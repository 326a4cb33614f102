//! Permission string grammar.
//!
//! # Purpose
//! Decodes `action:namespace.resource` strings into [`PermissionTriple`] values
//! consumed by the matcher.
//!
//! # Key invariants
//! - Exactly one `:` separates the action from the rest.
//! - The first `.` after the `:` separates namespace from resource.
//! - Each token is non-empty and made only of `a`-`z` and `*`.
//! - Segments after the resource (`view:database.students.student_id`) are
//!   dropped without validation.
//!
//! # Examples
//! ```rust
//! use tally_authz::PermissionTriple;
//!
//! let triple = PermissionTriple::parse("view:database.students").unwrap();
//! assert_eq!(triple.action, "view");
//! assert_eq!(triple.namespace, "database");
//! assert_eq!(triple.resource, "students");
//! ```
//!
//! # Common pitfalls
//! - `*` is a whole-token wildcard; `stu*` is syntactically valid but only
//!   ever matches itself or a `*` on the other side.
use crate::{AuthzError, AuthzResult};
use serde::{Deserialize, Serialize};

/// Literal token that matches any value in its position.
pub const WILDCARD: &str = "*";

/// Decoded permission with one token per position.
///
/// # Invariants
/// - Every field satisfies [`is_valid_token`].
#[derive(Debug, Clone, PartialEq, Eq, Hash, Serialize, Deserialize)]
pub struct PermissionTriple {
    pub action: String,
    pub namespace: String,
    pub resource: String,
}

impl PermissionTriple {
    /// Parse a permission string.
    ///
    /// # Errors
    /// - [`AuthzError::MalformedPermission`] when the `:` or the `.` is missing,
    ///   or when any of the three tokens is empty or holds characters outside
    ///   `[a-z*]`.
    pub fn parse(value: &str) -> AuthzResult<Self> {
        let malformed = || AuthzError::MalformedPermission(value.to_string());

        let (action, rest) = value.split_once(':').ok_or_else(malformed)?;
        let (namespace, tail) = rest.split_once('.').ok_or_else(malformed)?;
        // Anything after a second `.` is extra specificity we do not evaluate.
        let resource = tail.split('.').next().unwrap_or_default();

        if !(is_valid_token(action) && is_valid_token(namespace) && is_valid_token(resource)) {
            return Err(malformed());
        }

        Ok(Self {
            action: action.to_string(),
            namespace: namespace.to_string(),
            resource: resource.to_string(),
        })
    }

    /// Whether any position holds the wildcard token.
    pub fn has_wildcard(&self) -> bool {
        [&self.action, &self.namespace, &self.resource]
            .iter()
            .any(|token| token.as_str() == WILDCARD)
    }
}

impl std::str::FromStr for PermissionTriple {
    type Err = AuthzError;

    fn from_str(value: &str) -> Result<Self, Self::Err> {
        Self::parse(value)
    }
}

impl std::fmt::Display for PermissionTriple {
    fn fmt(&self, f: &mut std::fmt::Formatter<'_>) -> std::fmt::Result {
        write!(f, "{}:{}.{}", self.action, self.namespace, self.resource)
    }
}

/// A token is one or more lowercase ASCII letters or `*`.
pub fn is_valid_token(token: &str) -> bool {
    !token.is_empty() && token.bytes().all(|b| b.is_ascii_lowercase() || b == b'*')
}
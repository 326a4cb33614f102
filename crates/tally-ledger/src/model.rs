//! Ledger domain model.
//!
//! # Purpose
//! Students, their running points balance, and the append-only point
//! transactions that explain every balance change.
//!
//! # Key invariants
//! - A student's `points` equals the `balance_after` of its most recent
//!   transaction (or its starting balance if it has none).
//! - Transactions are never updated or deleted once written.
use chrono::{DateTime, Utc};
use serde::{Deserialize, Serialize};
use uuid::Uuid;

pub type StudentId = i64;

#[derive(Debug, Clone, PartialEq, Eq, Serialize, Deserialize)]
pub struct Student {
    pub student_id: StudentId,
    pub first_name: String,
    pub last_name: String,
    pub points: i64,
    /// Soft-delete flag; disabled students are hidden from listings and
    /// cannot have their balance changed.
    pub enabled: bool,
    pub created_at: DateTime<Utc>,
}

#[derive(Debug, Clone, PartialEq, Eq, Serialize, Deserialize)]
pub struct NewStudent {
    pub student_id: StudentId,
    pub first_name: String,
    pub last_name: String,
}

#[derive(Debug, Clone, Copy, PartialEq, Eq, Hash, Serialize, Deserialize)]
#[serde(rename_all = "snake_case")]
pub enum PointsAction {
    Added,
    Removed,
}

impl PointsAction {
    pub fn as_str(self) -> &'static str {
        match self {
            PointsAction::Added => "added",
            PointsAction::Removed => "removed",
        }
    }

    /// Compute the balance after applying `amount` to `before`.
    ///
    /// Only removals can go below zero; with [`NegativeBalancePolicy::Floor`]
    /// such a result is clamped to zero.
    pub fn settle(self, before: i64, amount: i64, policy: NegativeBalancePolicy) -> i64 {
        match self {
            PointsAction::Added => before.saturating_add(amount),
            PointsAction::Removed => {
                let after = before.saturating_sub(amount);
                match policy {
                    NegativeBalancePolicy::Floor if after < 0 => 0,
                    _ => after,
                }
            }
        }
    }
}

impl std::fmt::Display for PointsAction {
    fn fmt(&self, f: &mut std::fmt::Formatter<'_>) -> std::fmt::Result {
        f.write_str(self.as_str())
    }
}

impl std::str::FromStr for PointsAction {
    type Err = ();

    fn from_str(value: &str) -> Result<Self, Self::Err> {
        match value {
            "added" => Ok(PointsAction::Added),
            "removed" => Ok(PointsAction::Removed),
            _ => Err(()),
        }
    }
}

/// What happens when a removal would take a balance below zero.
#[derive(Debug, Clone, Copy, PartialEq, Eq, Default, Serialize, Deserialize)]
#[serde(rename_all = "snake_case")]
pub enum NegativeBalancePolicy {
    /// Write the negative balance as-is.
    Allow,
    /// Clamp the balance to zero.
    #[default]
    Floor,
}

impl NegativeBalancePolicy {
    pub fn from_allow_negative(allow_negative: bool) -> Self {
        if allow_negative {
            NegativeBalancePolicy::Allow
        } else {
            NegativeBalancePolicy::Floor
        }
    }
}

/// One row of the audit trail.
#[derive(Debug, Clone, PartialEq, Eq, Serialize, Deserialize)]
pub struct PointTransaction {
    pub transaction_id: Uuid,
    pub student_id: StudentId,
    /// Amount requested by the caller. When a removal is floored this stays
    /// the requested amount; the snapshots show what was actually applied.
    pub delta: i64,
    pub action: PointsAction,
    pub balance_before: i64,
    pub balance_after: i64,
    pub reason: String,
    pub created_at: DateTime<Utc>,
}

#[derive(Debug, Clone, Copy, PartialEq, Eq, Serialize, Deserialize)]
pub struct Pagination {
    /// Total number of matches across all pages.
    pub count: u64,
    /// Requested page clamped to the last page (0 when nothing matched).
    pub page: u64,
    /// Number of pages, `ceil(count / limit)`.
    pub total: u64,
    pub limit: u64,
}

impl Pagination {
    pub fn new(requested_page: u64, limit: u64, count: u64) -> Self {
        let limit = limit.max(1);
        let total = count.div_ceil(limit);
        Self {
            count,
            page: requested_page.min(total),
            total,
            limit,
        }
    }

    /// Row offset for a 1-based page; pages `0` and `1` both start at zero.
    pub fn offset(requested_page: u64, limit: u64) -> u64 {
        requested_page.saturating_sub(1).saturating_mul(limit)
    }
}

#[derive(Debug, Clone, PartialEq, Eq, Serialize, Deserialize)]
pub struct PaginatedResult<T> {
    pub items: Vec<T>,
    pub pagination: Pagination,
}
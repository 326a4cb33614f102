//! Logging and metrics wiring for processes embedding the ledger.
//!
//! # Purpose
//! Installs a `tracing` subscriber and a Prometheus metrics recorder, and
//! names the metrics the ledger emits.
//!
//! # Notes
//! Initialization is guarded by `OnceLock` so repeated calls (tests, multiple
//! embedders) are harmless.
use crate::model::PointsAction;
use metrics_exporter_prometheus::{PrometheusBuilder, PrometheusHandle};
use std::sync::OnceLock;
use tracing_subscriber::EnvFilter;
use tracing_subscriber::layer::SubscriberExt;
use tracing_subscriber::util::SubscriberInitExt;

static METRICS_HANDLE: OnceLock<PrometheusHandle> = OnceLock::new();
static OBS_INIT: OnceLock<()> = OnceLock::new();

pub const MUTATIONS_TOTAL: &str = "tally_ledger_mutations_total";
pub const POINTS_MOVED_TOTAL: &str = "tally_ledger_points_moved_total";
pub const STUDENTS_ENABLED: &str = "tally_ledger_students_enabled";

/// Install the global subscriber and metrics recorder.
///
/// The returned handle renders the Prometheus exposition text; serving it is
/// up to the embedding HTTP layer.
pub fn init_observability(service_name: &str) -> PrometheusHandle {
    OBS_INIT.get_or_init(|| {
        let filter = EnvFilter::try_from_default_env().unwrap_or_else(|_| EnvFilter::new("info"));
        let fmt_layer = tracing_subscriber::fmt::layer();
        let _ = tracing_subscriber::registry()
            .with(filter)
            .with(fmt_layer)
            .try_init();
        tracing::info!(service = service_name, "observability initialized");
    });

    install_metrics_recorder()
}

fn install_metrics_recorder() -> PrometheusHandle {
    METRICS_HANDLE
        .get_or_init(|| {
            let recorder = PrometheusBuilder::new().build_recorder();
            let handle = recorder.handle();
            // Another recorder may already be installed by the embedder.
            let _ = metrics::set_global_recorder(recorder);
            handle
        })
        .clone()
}

/// Outcome label for [`MUTATIONS_TOTAL`].
#[derive(Debug, Clone, Copy, PartialEq, Eq)]
pub enum MutationOutcome {
    Committed,
    NotFound,
    Conflict,
}

impl MutationOutcome {
    pub fn as_str(self) -> &'static str {
        match self {
            MutationOutcome::Committed => "committed",
            MutationOutcome::NotFound => "not_found",
            MutationOutcome::Conflict => "conflict",
        }
    }
}

pub fn record_mutation(action: PointsAction, outcome: MutationOutcome) {
    metrics::counter!(
        MUTATIONS_TOTAL,
        "action" => action.as_str(),
        "outcome" => outcome.as_str()
    )
    .increment(1);
}

pub fn record_points_moved(action: PointsAction, amount: i64) {
    metrics::counter!(POINTS_MOVED_TOTAL, "action" => action.as_str())
        .increment(amount.unsigned_abs());
}

pub fn set_students_enabled(count: u64) {
    metrics::gauge!(STUDENTS_ENABLED).set(count as f64);
}
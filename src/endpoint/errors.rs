//! # Endpoint Errors
//!
//! `RegistryError` is raised while building an endpoint and is fatal at
//! startup. `QueryError` is the per-request error surface; it never picks
//! an HTTP status itself, only an `ErrorClass` the HTTP layer maps.

use std::fmt;

use serde::Serialize;
use thiserror::Error;

use crate::cursor::CursorError;
use crate::filter::FilterError;
use crate::keyset::BoundaryError;
use crate::sort::SortError;
use crate::value::ValueType;

/// Result type for request resolution
pub type QueryResult<T> = Result<T, QueryError>;

/// Endpoint misconfiguration, detected at registration
#[derive(Debug, Clone, PartialEq, Eq, Error)]
pub enum RegistryError {
    #[error("Property '{0}' is declared more than once")]
    DuplicateProperty(String),

    #[error("Enum property '{0}' declares no values")]
    EmptyEnum(String),

    #[error("Primary key '{0}' cannot be nullable")]
    NullablePrimaryKey(String),

    #[error("Primary key '{name}' has type {value_type}; only int and string are supported")]
    UnsupportedPrimaryKey { name: String, value_type: ValueType },

    #[error("Invalid default sort: {0}")]
    InvalidDefaultSort(String),

    #[error("Invalid limits: default {default_limit}, max {max_limit}")]
    InvalidLimits {
        default_limit: usize,
        max_limit: usize,
    },
}

impl RegistryError {
    pub fn code(&self) -> &'static str {
        match self {
            RegistryError::DuplicateProperty(_) => "LIST_REGISTRY_DUPLICATE_PROPERTY",
            RegistryError::EmptyEnum(_) => "LIST_REGISTRY_EMPTY_ENUM",
            RegistryError::NullablePrimaryKey(_) => "LIST_REGISTRY_NULLABLE_PRIMARY_KEY",
            RegistryError::UnsupportedPrimaryKey { .. } => "LIST_REGISTRY_UNSUPPORTED_PRIMARY_KEY",
            RegistryError::InvalidDefaultSort(_) => "LIST_REGISTRY_INVALID_DEFAULT_SORT",
            RegistryError::InvalidLimits { .. } => "LIST_REGISTRY_INVALID_LIMITS",
        }
    }
}

/// How the HTTP layer should surface a `QueryError`
#[derive(Debug, Clone, Copy, PartialEq, Eq, Serialize)]
#[serde(rename_all = "snake_case")]
pub enum ErrorClass {
    /// Well-formed request with semantically invalid filter or sort (422)
    Unprocessable,
    /// Malformed request parameters or cursor (400)
    BadRequest,
    /// Endpoint misconfiguration discovered while serving (500)
    Internal,
}

impl ErrorClass {
    pub fn as_str(&self) -> &'static str {
        match self {
            ErrorClass::Unprocessable => "unprocessable",
            ErrorClass::BadRequest => "bad_request",
            ErrorClass::Internal => "internal",
        }
    }

    /// Conventional HTTP status for this class
    pub fn status(&self) -> u16 {
        match self {
            ErrorClass::Unprocessable => 422,
            ErrorClass::BadRequest => 400,
            ErrorClass::Internal => 500,
        }
    }
}

impl fmt::Display for ErrorClass {
    fn fmt(&self, f: &mut fmt::Formatter<'_>) -> fmt::Result {
        f.write_str(self.as_str())
    }
}

/// Per-request errors
#[derive(Debug, Clone, PartialEq, Error)]
pub enum QueryError {
    // ==================
    // Semantic (422)
    // ==================
    #[error(transparent)]
    Filter(#[from] FilterError),

    #[error(transparent)]
    Sort(#[from] SortError),

    // ==================
    // Malformed (400)
    // ==================
    #[error(transparent)]
    Cursor(#[from] CursorError),

    #[error(transparent)]
    Boundary(#[from] BoundaryError),

    #[error("Invalid limit '{0}': expected a non-negative integer")]
    InvalidLimit(String),

    #[error("Limit {limit} exceeds maximum {max}")]
    LimitExceeded { limit: usize, max: usize },

    #[error("Invalid parameter '{name}': {reason}")]
    InvalidParameter { name: String, reason: String },
}

impl QueryError {
    pub fn code(&self) -> &'static str {
        match self {
            QueryError::Filter(e) => e.code(),
            QueryError::Sort(e) => e.code(),
            QueryError::Cursor(e) => e.code(),
            QueryError::Boundary(e) => e.code(),
            QueryError::InvalidLimit(_) => "LIST_INVALID_LIMIT",
            QueryError::LimitExceeded { .. } => "LIST_LIMIT_EXCEEDED",
            QueryError::InvalidParameter { .. } => "LIST_INVALID_PARAMETER",
        }
    }

    pub fn class(&self) -> ErrorClass {
        match self {
            QueryError::Filter(_) | QueryError::Sort(_) => ErrorClass::Unprocessable,
            QueryError::Cursor(e) if !e.is_client_error() => ErrorClass::Internal,
            QueryError::Cursor(_)
            | QueryError::Boundary(_)
            | QueryError::InvalidLimit(_)
            | QueryError::LimitExceeded { .. }
            | QueryError::InvalidParameter { .. } => ErrorClass::BadRequest,
        }
    }
}
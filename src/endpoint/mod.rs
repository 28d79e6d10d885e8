//! # List Endpoints
//!
//! A `ListEndpoint` bundles what one resource exposes to list requests:
//! its filterable properties, its sortable properties and primary key, and
//! its page-size limits. It is built once at startup; a bad declaration is
//! a `RegistryError` and never reaches request handling.
//!
//! # Request flow
//!
//! 1. `ListParams` reads `filter`, `sort`, `after` and `limit`
//! 2. `ListEndpoint::resolve` compiles the filter, resolves the sort,
//!    decodes the cursor into a boundary and checks the limit
//! 3. The storage engine runs `ResolvedQuery::predicate()` with
//!    `ResolvedQuery::order_by()` and the limit
//! 4. `ListEndpoint::page` wraps the returned rows in a `Page`
//!
//! Every step is pure. The only pagination state is the client-held URL.

mod errors;
mod params;

pub use errors::{ErrorClass, QueryError, QueryResult, RegistryError};
pub use params::ListParams;

use serde::Serialize;
use url::Url;

use crate::cursor;
use crate::filter::{compile_str, PropertyRegistry};
use crate::keyset::boundary;
use crate::page::{self, Page};
use crate::predicate::Predicate;
use crate::sort::{self, fresh_seed, OrderTerm, SortRegistry, SortSpec};

/// Page size used when a request gives none
pub const DEFAULT_LIMIT: usize = 50;

/// Largest page size a request may ask for
pub const MAX_LIMIT: usize = 250;

/// One list resource and everything a request may reference on it
#[derive(Debug, Clone)]
pub struct ListEndpoint {
    name: String,
    filters: PropertyRegistry,
    sorts: SortRegistry,
    default_limit: usize,
    max_limit: usize,
}

impl ListEndpoint {
    pub fn new(name: impl Into<String>, filters: PropertyRegistry, sorts: SortRegistry) -> Self {
        Self {
            name: name.into(),
            filters,
            sorts,
            default_limit: DEFAULT_LIMIT,
            max_limit: MAX_LIMIT,
        }
    }

    /// Overrides the page-size limits
    pub fn with_limits(mut self, default_limit: usize, max_limit: usize) -> Result<Self, RegistryError> {
        if max_limit == 0 || default_limit > max_limit {
            return Err(RegistryError::InvalidLimits {
                default_limit,
                max_limit,
            });
        }
        self.default_limit = default_limit;
        self.max_limit = max_limit;
        Ok(self)
    }

    pub fn name(&self) -> &str {
        &self.name
    }

    pub fn filters(&self) -> &PropertyRegistry {
        &self.filters
    }

    pub fn sorts(&self) -> &SortRegistry {
        &self.sorts
    }

    pub fn default_limit(&self) -> usize {
        self.default_limit
    }

    pub fn max_limit(&self) -> usize {
        self.max_limit
    }

    /// Resolves request parameters into a query for the storage engine
    pub fn resolve(&self, params: &ListParams) -> QueryResult<ResolvedQuery> {
        self.resolve_with_seed(params, fresh_seed)
    }

    /// Same as `resolve`, drawing an unseeded `random` seed from `seed_source`
    pub fn resolve_with_seed(
        &self,
        params: &ListParams,
        seed_source: impl FnOnce() -> u64,
    ) -> QueryResult<ResolvedQuery> {
        let filter = params
            .filter
            .as_deref()
            .map(|f| compile_str(f, &self.filters))
            .transpose()?;

        let sort = sort::resolve_with_seed(&params.sort, &self.sorts, seed_source)?;
        let limit = self.limit(params.limit.as_deref())?;

        let boundary = match params.after.as_deref() {
            Some(token) => Some(boundary(&cursor::decode(token, &sort)?, &sort)?),
            None => None,
        };

        Ok(ResolvedQuery {
            filter,
            boundary,
            sort,
            limit,
        })
    }

    fn limit(&self, raw: Option<&str>) -> QueryResult<usize> {
        let Some(raw) = raw else {
            return Ok(self.default_limit);
        };
        let limit: usize = raw
            .trim()
            .parse()
            .map_err(|_| QueryError::InvalidLimit(raw.to_string()))?;
        if limit > self.max_limit {
            return Err(QueryError::LimitExceeded {
                limit,
                max: self.max_limit,
            });
        }
        Ok(limit)
    }

    /// Wraps the rows returned for `query` in the list envelope
    pub fn page<T: Serialize>(
        &self,
        items: Vec<T>,
        url: &Url,
        query: &ResolvedQuery,
    ) -> QueryResult<Page<T>> {
        Ok(page::assemble(items, url, &query.sort, query.limit)?)
    }
}

/// A fully validated list query
#[derive(Debug, Clone, PartialEq)]
pub struct ResolvedQuery {
    pub filter: Option<Predicate>,
    pub boundary: Option<Predicate>,
    pub sort: SortSpec,
    pub limit: usize,
}

impl ResolvedQuery {
    /// The WHERE clause: filter AND boundary, or `None` for all rows
    pub fn predicate(&self) -> Option<Predicate> {
        Predicate::and_all(self.filter.iter().chain(self.boundary.iter()).cloned())
    }

    pub fn order_by(&self) -> Vec<OrderTerm> {
        self.sort.order_by()
    }

    pub fn explain(&self) -> Explain {
        Explain {
            predicate: self.predicate().map(|p| p.to_string()),
            order_by: self.order_by().iter().map(ToString::to_string).collect(),
            sort: self.sort.tokens(),
            limit: self.limit,
        }
    }
}

/// Human-readable rendering of a resolved query
#[derive(Debug, Clone, PartialEq, Eq, Serialize)]
pub struct Explain {
    pub predicate: Option<String>,
    pub order_by: Vec<String>,
    /// Tokens that reproduce the resolved sort
    pub sort: Vec<String>,
    pub limit: usize,
}
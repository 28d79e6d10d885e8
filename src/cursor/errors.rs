//! Cursor error types
//!
//! Error codes:
//! - LIST_CURSOR_MALFORMED (client sent a bad `after` token)
//! - LIST_CURSOR_MISSING_FIELD (result row lacks a sort key)
//! - LIST_CURSOR_INVALID_FIELD (result row holds a sort key of the wrong type)
//! - LIST_CURSOR_UNREADABLE_ROW (result row does not serialize to a JSON object)

use thiserror::Error;

pub type CursorResult<T> = Result<T, CursorError>;

#[derive(Debug, Clone, PartialEq, Eq, Error)]
pub enum CursorError {
    #[error("Malformed cursor: {reason}")]
    Malformed { reason: String },

    #[error("Row has no value for non-nullable sort key '{key}'")]
    MissingField { key: String },

    #[error("Row value for sort key '{key}' does not match its declared type")]
    InvalidField { key: String },

    #[error("Row cannot be read for cursor encoding: {reason}")]
    UnreadableRow { reason: String },
}

impl CursorError {
    pub(crate) fn malformed(reason: impl Into<String>) -> Self {
        CursorError::Malformed {
            reason: reason.into(),
        }
    }

    /// Returns the stable error code
    pub fn code(&self) -> &'static str {
        match self {
            CursorError::Malformed { .. } => "LIST_CURSOR_MALFORMED",
            CursorError::MissingField { .. } => "LIST_CURSOR_MISSING_FIELD",
            CursorError::InvalidField { .. } => "LIST_CURSOR_INVALID_FIELD",
            CursorError::UnreadableRow { .. } => "LIST_CURSOR_UNREADABLE_ROW",
        }
    }

    /// Returns true if the client caused the error
    pub fn is_client_error(&self) -> bool {
        matches!(self, CursorError::Malformed { .. })
    }
}
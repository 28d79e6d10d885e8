//! CLI module
//!
//! Provides command-line interface for:
//! - query: one-shot list request
//! - explain: one-shot explain of a list request
//! - start: serving loop over stdin

mod args;
mod commands;
mod errors;
mod io;

pub use args::{Cli, Command};
pub use commands::{explain, query, run_command, start, ListRequest, Mode, RequestError, Service};
pub use errors::{CliError, CliErrorCode, CliResult};

/// Parse arguments and run the selected command
pub fn run() -> CliResult<()> {
    run_command(Cli::parse_args().command)
}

*Task details:*
Starting at the first line of the records above, please copy every line exactly through the line containing "from the rest.", and stop there.

*Result of this task:*
repository 326a4cb33614f102
//! Permission string grammar.
//!
//! # Purpose
//! Decodes `action:namespace.resource` strings into [`PermissionTriple`] values
//! consumed by the matcher.
//!
//! # Key invariants
//! - Exactly one `:` separates the action from the rest.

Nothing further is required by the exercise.